You are correct that your selection of the buck converter is the limiting factor. Since you would have up to 300 watts available from the panels, ideally you would need a converter that can handle at least 25 amps for a 12 volt output.

You may already be aware that without an MPPT (maximum power point tracking) mechanism you will typically realize less power from your panels than optimum. You should also consider that the buck converter has inefficiencies as well. An estimate of 90% efficiency is a starting point.

Then consider that your 220 volt inverter has a 90% or so efficiency. Under optimum conditions, you could power a 220 volt, 240 watt (~1 amp) load .

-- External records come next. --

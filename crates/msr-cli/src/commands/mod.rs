//! Command handlers for msr.
//!
//! Shared loading and boot helpers live here; command-specific logic lives in
//! the submodules.

pub mod apply;
pub mod export;

use std::sync::Arc;

use anyhow::{Context, Result};
use msr_config::{boot_operations, LoadedConfig, StartupContext, SubsystemConfig};
use msr_reconcile::Controller;
use msr_runtime::{InMemoryBrokerFactory, InMemoryServiceRegistry};
use tracing::info;

pub fn load(paths: &[String]) -> Result<(LoadedConfig, SubsystemConfig)> {
    let path_refs: Vec<&str> = paths.iter().map(|s| s.as_str()).collect();
    let loaded = msr_config::load_layered_yaml(&path_refs)?;
    let settings = loaded.settings()?;
    Ok((loaded, settings))
}

/// Boots the configuration against the in-memory registry and broker.
pub fn boot_in_memory(settings: &SubsystemConfig) -> Result<Controller> {
    let startup = StartupContext::from_config(settings)?;
    let mut controller = Controller::new(Arc::new(InMemoryServiceRegistry::new()), startup)
        .with_broker_factory(Arc::new(InMemoryBrokerFactory));
    let ops = boot_operations(settings)?;
    let outcome = controller.boot(ops).context("boot failed")?;
    info!(steps = outcome.steps.len(), "in-memory deployment booted");
    Ok(controller)
}

pub fn config_hash(paths: &[String]) -> Result<()> {
    let (loaded, _) = load(paths)?;
    println!("config_hash={}", loaded.config_hash);
    println!("{}", loaded.canonical_json);
    Ok(())
}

Do a web search for high power or high current buck converters. The LT1339 is one example you can study. Be prepared that at this power level the design will require external FETs and that the inductor design becomes more critical (and probably not off the shelf). The overall circuit is not a simple one like your current design. Much more engineering will be needed to obtain the desired results.

1) Check if your inverter can accept 20V input. If it can work in a car, it will most likely have something like 11-15V but who knows?

2) If it accepts 20V, you're done.

Now, if your loads are all LED bulbs, then why the hell are you using an inverter? Use 12V LED bulbs. These work on 12VAC, which has a peak voltage of about 17V... if you pick bulbs with a proper switching driver, maybe they'll work on 20V too. Or just use a LED driver from banggood and some power LEDs. You don't need the efficiency penalty of an inverter for LED bulbs...

Anyway, depending on your loads, you might want to rethink the way you do things. For example, a car adapter for your laptop will most likely be more efficient from 12V than going through an inverter and then the laptop's power brick...